Background: Vitamin D deficiency has been shown to increase fatty liver disease (FLD) incidence in patients with obesity (4,5). This study aim ed to determine the effects of a single dose of 300,000 IU cholecalciferol on insulin resistance and fatty liver disease (FLD) in children with obesity with vitamin D deficiency.

Methods: In this clinical study, 128 patients aged 8-18 years with obesity and vitamin D deficiency were included. Exclusion criteria included participants on vitamin D supplements and any medication primary liver disease, obesity secondary to endocrine disorder, intake of calcium/vitamin D preparation in the preceding six months, hepatic, intestinal or renal disorders, active malignancy, diabetes mellitus, or use of sunscreen creams.
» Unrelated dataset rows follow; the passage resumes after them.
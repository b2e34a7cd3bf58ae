//! Session construction options.

use std::path::Path;

use serde::{Deserialize, Serialize};

use crate::error::{Result, SessionError};
use crate::events::DEFAULT_HUB_CAPACITY;
use crate::ids;
use crate::sidebar::SidebarApp;

/// Everything a session is built from besides its host collaborators.
///
/// Loadable from camelCase JSON:
///
/// ```json
/// {
///   "guid": "7f0c…",
///   "transports": ["dlt", "serial"],
///   "defaultSidebarApps": [{"guid": "search", "name": "Search", "component": "search-filters"}],
///   "eventCapacity": 64
/// }
/// ```
#[derive(Debug, Clone, PartialEq, Serialize, Deserialize)]
#[serde(rename_all = "camelCase")]
pub struct SessionOptions {
	#[serde(default = "ids::guid")]
	pub guid: String,
	/// Transport plugin names, in extension precedence order.
	#[serde(default)]
	pub transports: Vec<String>,
	#[serde(default)]
	pub default_sidebar_apps: Vec<SidebarApp>,
	/// Buffer of the session's outward event hubs.
	#[serde(default = "default_event_capacity")]
	pub event_capacity: usize,
}

fn default_event_capacity() -> usize {
	DEFAULT_HUB_CAPACITY
}

impl SessionOptions {
	pub fn new(guid: impl Into<String>) -> Self {
		Self {
			guid: guid.into(),
			transports: Vec::new(),
			default_sidebar_apps: Vec::new(),
			event_capacity: DEFAULT_HUB_CAPACITY,
		}
	}

	pub fn with_transports<I, S>(mut self, transports: I) -> Self
	where
		I: IntoIterator<Item = S>,
		S: Into<String>,
	{
		self.transports = transports.into_iter().map(Into::into).collect();
		self
	}

	pub fn with_default_sidebar_app(mut self, app: SidebarApp) -> Self {
		self.default_sidebar_apps.push(app);
		self
	}

	pub fn with_event_capacity(mut self, capacity: usize) -> Self {
		self.event_capacity = capacity;
		self
	}

	/// Reads options from a JSON file.
	pub fn from_file(path: impl AsRef<Path>) -> Result<Self> {
		let path = path.as_ref();
		let raw = std::fs::read_to_string(path).map_err(|e| SessionError::Config(format!("{}: {e}", path.display())))?;
		let options: Self = serde_json::from_str(&raw).map_err(|e| SessionError::Config(format!("{}: {e}", path.display())))?;
		options.validate()?;
		Ok(options)
	}

	fn validate(&self) -> Result<()> {
		if self.guid.trim().is_empty() {
			return Err(SessionError::Config("session guid must not be empty".to_string()));
		}
		if self.event_capacity == 0 {
			return Err(SessionError::Config("eventCapacity must be at least 1".to_string()));
		}
		Ok(())
	}
}
impl Session {
	/// Builds the session's controllers in dependency order.
	pub fn new(options: SessionOptions, host: SessionHost) -> Self {
		let SessionOptions {
			guid,
			transports,
			default_sidebar_apps,
			event_capacity,
		} = options;

		let scope = Arc::new(Scope::new(guid.clone()));
		let stream = Arc::new(StreamController::new(guid.clone(), transports.clone(), Arc::clone(&scope), Arc::clone(&host.backend)));
		let search = Arc::new(SearchController::new(
			guid.clone(),
			transports.clone(),
			stream.output(),
			Arc::clone(&scope),
			Arc::clone(&host.backend),
		));
		let map = MapController::new(guid.clone(), Arc::clone(&search), Arc::clone(&stream));
		let states = StatesController::new(guid.clone());

		let sidebar: SharedSidebar = Arc::new(Mutex::new(None));
		let mut subscriptions = SubscriptionSet::new();
		subscriptions.insert(HOTKEY_SUBSCRIPTION, {
			let sidebar = Arc::clone(&sidebar);
			let layout = Arc::clone(&host.layout);
			let guid = guid.clone();
			host.hotkeys.open_search_filters().subscribe(move |_| {
				layout.sidebar_max();
				match sidebar.lock().as_mut() {
					Some(tabs) => {
						if !activate_search_tab(tabs) {
							debug!(target = "lv.session", guid = %guid, "no search tab to open");
						}
					}
					None => debug!(target = "lv.session", guid = %guid, "search hotkey before sidebar was built"),
				}
			})
		});

		debug!(target = "lv.session", guid = %guid, transports = ?transports, "session created");
		Self {
			guid,
			transports,
			default_apps: default_sidebar_apps,
			host,
			scope,
			stream,
			search,
			map,
			states,
			viewport: ViewportEvents::new(),
			sidebar,
			subscriptions: Mutex::new(subscriptions),
			injection_added: EventHub::new(event_capacity),
			injection_removed: EventHub::new(event_capacity),
			lifecycle: Mutex::new(Lifecycle::Created),
		}
	}

	/// Opens the backend stream, announces the session to plugins and builds the sidebar.
	///
	/// Single attempt: on failure the session becomes [`Lifecycle::Failed`].
	pub async fn init(&self) -> Result<()> {
		self.transition("init", &[Lifecycle::Created], Lifecycle::Initializing)?;

		if let Err(source) = self.stream.init().await {
			self.set_lifecycle(Lifecycle::Failed);
			let err = SessionError::Init {
				guid: self.guid.clone(),
				source: Box::new(source),
			};
			error!(target = "lv.session", guid = %self.guid, error = %err, "session init failed");
			return Err(err);
		}

		self.host.plugins.on_session_open(&self.guid);
		self.update_sidebar();
		self.set_lifecycle(Lifecycle::Active);
		info!(target = "lv.session", guid = %self.guid, "session initialized");
		Ok(())
	}

	/// Replaces the sidebar with default apps followed by plugin tabs.
	pub fn rebuild_sidebar(&self) -> Result<()> {
		self.ensure_active("rebuild sidebar")?;
		self.update_sidebar();
		Ok(())
	}

	/// Announces `injection` to current output-injection observers.
	pub fn add_output_injection(&self, injection: ComponentInjection, kind: ViewKind) -> Result<()> {
		self.ensure_active("add output injection")?;
		self.injection_added.publish(InjectionAddEvent { injection, kind });
		Ok(())
	}

	/// Announces removal of injection `id` to current observers.
	pub fn remove_output_injection(&self, id: impl Into<String>, kind: ViewKind) -> Result<()> {
		self.ensure_active("remove output injection")?;
		self.injection_removed.publish(InjectionRemoveEvent { id: id.into(), kind });
		Ok(())
	}

	pub fn on_output_injection_add(&self) -> broadcast::Receiver<InjectionAddEvent> {
		self.injection_added.subscribe()
	}

	pub fn on_output_injection_remove(&self) -> broadcast::Receiver<InjectionRemoveEvent> {
		self.injection_removed.subscribe()
	}

	/// Source ids announced by the stream.
	pub fn on_source_changed(&self) -> broadcast::Receiver<u32> {
		self.stream.on_source_changed()
	}

	/// Injections every transport plugin contributes for `kind`, keyed by plugin name.
	pub fn output_injections(&self, kind: ViewKind) -> Result<BTreeMap<String, ComponentInjection>> {
		self.ensure_active("query output injections")?;

		let mut injections = BTreeMap::new();
		for plugin in self.transport_plugins() {
			let Some(factory) = factory_for(&plugin, kind) else {
				continue;
			};
			let mut inputs = Inputs::new();
			inputs.insert("ipc".to_string(), tab_input(&self.guid, &plugin.name, "ipc", &plugin.ipc));
			inputs.insert("session".to_string(), Value::String(self.guid.clone()));
			injections.insert(
				plugin.name.clone(),
				ComponentInjection {
					id: ids::guid(),
					factory: factory.clone(),
					inputs,
				},
			);
		}
		Ok(injections)
	}

	/// Adds a tab to the sidebar and returns its guid, generating one when absent.
	pub fn add_sidebar_app(&self, app: SidebarApp) -> Result<String> {
		self.ensure_active("add sidebar app")?;
		let guid = app.guid.unwrap_or_else(ids::guid);
		let tab = SidebarTab {
			guid: guid.clone(),
			name: app.name,
			active: app.active,
			closable: app.closable,
			content: TabContent {
				factory: app.component,
				resolved: false,
				inputs: app.inputs,
			},
		};
		self.with_sidebar(|tabs| tabs.add(tab))??;
		Ok(guid)
	}

	pub fn has_sidebar_tab(&self, guid: &str) -> Result<bool> {
		self.ensure_active("query sidebar")?;
		self.with_sidebar(|tabs| tabs.has(guid))
	}

	/// Activates tab `guid`; returns `false` when there is no such tab.
	pub fn open_sidebar_tab(&self, guid: &str) -> Result<bool> {
		self.ensure_active("open sidebar tab")?;
		self.with_sidebar(|tabs| tabs.set_active(guid))
	}

	/// Removes tab `guid`; returns `false` when there is no such tab.
	pub fn remove_sidebar_app(&self, guid: &str) -> Result<bool> {
		self.ensure_active("remove sidebar app")?;
		self.with_sidebar(|tabs| tabs.remove(guid).is_some())
	}

	/// Drops the raw content of the stream and its bookmarks.
	///
	/// Backend failures are returned unchanged.
	pub async fn reset_session_content(&self) -> Result<()> {
		self.ensure_active("reset session content")?;
		self.host.backend.request(StreamResetRequest { guid: self.guid.clone() }).await?;
		self.stream.bookmarks().reset();
		debug!(target = "lv.session", guid = %self.guid, "session content reset");
		Ok(())
	}

	/// Tells plugins this session became the visible one.
	pub fn set_active(&self) -> Result<()> {
		self.ensure_active("set active")?;
		self.host.plugins.on_session_change(&self.guid);
		Ok(())
	}

	/// Releases the backend stream, then every local resource.
	///
	/// If the backend refuses (or cannot be reached) nothing local is torn down
	/// and the session moves to [`Lifecycle::DestroyFailed`], from which
	/// `destroy` may be called again.
	pub async fn destroy(&self) -> Result<()> {
		self.transition("destroy", &[Lifecycle::Active, Lifecycle::DestroyFailed], Lifecycle::Destroying)?;

		let released = self.subscriptions.lock().unsubscribe_all();
		debug!(target = "lv.session", guid = %self.guid, released, "subscriptions released");

		let response = match self.host.backend.request(StreamRemoveRequest { guid: self.guid.clone() }).await {
			Ok(response) => response,
			Err(source) => {
				return Err(self.destroy_failed(SessionError::Transport {
					guid: self.guid.clone(),
					source,
				}));
			}
		};
		if let Some(message) = response.error {
			return Err(self.destroy_failed(SessionError::RemoteRejected {
				guid: self.guid.clone(),
				message,
			}));
		}

		self.host.plugins.on_session_close(&self.guid);
		self.viewport.destroy();
		if let Some(mut tabs) = self.sidebar.lock().take() {
			tabs.clear();
		}
		self.injection_added.close();
		self.injection_removed.close();

		// Current controllers never fail to tear down; the aggregate still reports the first failure.
		let (stream, search, states) = tokio::join!(self.stream.destroy(), self.search.destroy(), self.states.destroy());
		self.set_lifecycle(Lifecycle::Destroyed);
		teardown_outcome(&self.guid, [("stream", stream), ("search", search), ("states", states)])?;

		info!(target = "lv.session", guid = %self.guid, "session destroyed");
		Ok(())
	}

	pub fn guid(&self) -> &str {
		&self.guid
	}

	pub fn transports(&self) -> &[String] {
		&self.transports
	}

	pub fn scope(&self) -> &Arc<Scope> {
		&self.scope
	}

	pub fn stream(&self) -> &StreamController {
		&self.stream
	}

	pub fn bookmarks(&self) -> &Bookmarks {
		self.stream.bookmarks()
	}

	pub fn search(&self) -> &SearchController {
		&self.search
	}

	pub fn map(&self) -> &MapController {
		&self.map
	}

	pub fn states(&self) -> &StatesController {
		&self.states
	}

	pub fn viewport(&self) -> &ViewportEvents {
		&self.viewport
	}

	/// Snapshot of the sidebar tabs; `None` when no sidebar exists.
	pub fn sidebar_tabs(&self) -> Option<Vec<SidebarTab>> {
		self.sidebar.lock().as_ref().map(|tabs| tabs.tabs().to_vec())
	}

	pub fn lifecycle(&self) -> Lifecycle {
		*self.lifecycle.lock()
	}

	fn update_sidebar(&self) {
		let mut tabs = SidebarTabs::new();

		for (index, app) in self.default_apps.iter().enumerate() {
			let mut inputs = app.inputs.clone();
			inputs.insert("session".to_string(), Value::String(self.guid.clone()));
			let tab = SidebarTab {
				guid: app.guid.clone().unwrap_or_else(ids::guid),
				name: app.name.clone(),
				active: index == 0,
				closable: app.closable,
				content: TabContent {
					factory: app.component.clone(),
					resolved: false,
					inputs,
				},
			};
			if let Err(e) = tabs.add(tab) {
				warn!(target = "lv.session", guid = %self.guid, error = %e, "skipping default sidebar app");
			}
		}

		for plugin in self.transport_plugins() {
			let Some(factory) = factory_for(&plugin, ViewKind::SidebarVertical) else {
				continue;
			};
			let mut inputs = Inputs::new();
			inputs.insert("session".to_string(), Value::String(self.guid.clone()));
			inputs.insert("api".to_string(), tab_input(&self.guid, &plugin.name, "api", (self.host.api_resolver)(plugin.id)));
			inputs.insert("sessions".to_string(), tab_input(&self.guid, &plugin.name, "sessions", &plugin.sessions));
			let tab = SidebarTab {
				guid: ids::guid(),
				name: plugin.name.clone(),
				active: false,
				closable: false,
				content: TabContent {
					factory: factory.clone(),
					resolved: true,
					inputs,
				},
			};
			if let Err(e) = tabs.add(tab) {
				warn!(target = "lv.session", guid = %self.guid, plugin = %plugin.name, error = %e, "skipping plugin sidebar tab");
			}
		}

		let count = tabs.len();
		let mut sidebar = self.sidebar.lock();
		if let Some(previous) = sidebar.as_mut() {
			previous.clear();
		}
		*sidebar = Some(tabs);
		debug!(target = "lv.session", guid = %self.guid, tabs = count, "sidebar rebuilt");
	}

	/// Known transport plugins in precedence order; unknown names are warned about and skipped.
	fn transport_plugins(&self) -> Vec<Arc<PluginData>> {
		self.transports
			.iter()
			.filter_map(|name| {
				let plugin = self.host.plugins.plugin(name);
				if plugin.is_none() {
					warn!(target = "lv.session", guid = %self.guid, plugin = %name, "plugin is defined as transport, but doesn't exist in storage");
				}
				plugin
			})
			.collect()
	}

	fn with_sidebar<T>(&self, f: impl FnOnce(&mut SidebarTabs) -> T) -> Result<T> {
		match self.sidebar.lock().as_mut() {
			Some(tabs) => Ok(f(tabs)),
			None => Err(SessionError::Sidebar(format!("session \"{}\" has no sidebar", self.guid))),
		}
	}

	fn destroy_failed(&self, err: SessionError) -> SessionError {
		self.set_lifecycle(Lifecycle::DestroyFailed);
		warn!(target = "lv.session", guid = %self.guid, error = %err, "session destroy aborted");
		err
	}

	fn ensure_active(&self, operation: &'static str) -> Result<()> {
		let state = self.lifecycle();
		if state == Lifecycle::Active {
			return Ok(());
		}
		Err(self.invalid_state(operation, state))
	}

	fn transition(&self, operation: &'static str, from: &[Lifecycle], to: Lifecycle) -> Result<()> {
		let mut lifecycle = self.lifecycle.lock();
		if !from.contains(&*lifecycle) {
			let state = *lifecycle;
			drop(lifecycle);
			return Err(self.invalid_state(operation, state));
		}
		*lifecycle = to;
		Ok(())
	}

	fn set_lifecycle(&self, state: Lifecycle) {
		*self.lifecycle.lock() = state;
	}

	fn invalid_state(&self, operation: &'static str, state: Lifecycle) -> SessionError {
		debug!(target = "lv.session", guid = %self.guid, operation, %state, "operation rejected");
		SessionError::InvalidState {
			guid: self.guid.clone(),
			operation,
			state,
		}
	}
}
At the initial clinic visit, anthropometric measurements, baseline biochemical parameters and ultrasonographic signs of FLD were recorded. The homeostasis model assessment of insulin resistance (HOMA-IR) score was calculated with the equation FBS (mmol/L) × fasting insulin (mIU/mL)/22.5. After 6 months, the serum biochemical and hormone levels and ultrasonographic signs of FLD were evaluated. The effects of vitamin D therapy on insulin resistance and FLD in children with obesity were assessed.

Results: The study cohort consisted of 128 patients, 88 (68.1%) females and 40 (31.9%) males. Serum 25(OH) vitamin D levels were negatively correlated with BMI (P =0.02, r =-0,03), BMI SDS (P =0.08, r = -0,071), insulin (P =0.06 r = -0,029), HOMA-IR (P =0.47, r = -0,048), triglycerides (P =0.02, r = -0.013), cholesterol (P = 0.03, r = -0,037), LDL cholesterol (P = 0.02, r = -0,031), systolic BP (P =0.41, r = 0.44), diastolic BP (P =0.46, r = 0.62) and hepatosteatosis (P =0.52, r = 0.503). There was no significant difference between the pre- and posttreatment grades of fasting insulin resistance or FLD (1(1) vs. 1.5(1), P = 0.27), but the posttreatment 25OHD levels were significantly greater than the pretreatment levels (4.4 (3.52) vs. 34 (11.35) ng/ml, P < 0.001). Moreover, the posttreatment HOMA-IR values were significantly lower than the pretreatment values (pretreatment HOMA-IR: 5.2 (3.5) vs. posttreatment HOMA-IR: 4.4 (3.7), P < 0.01).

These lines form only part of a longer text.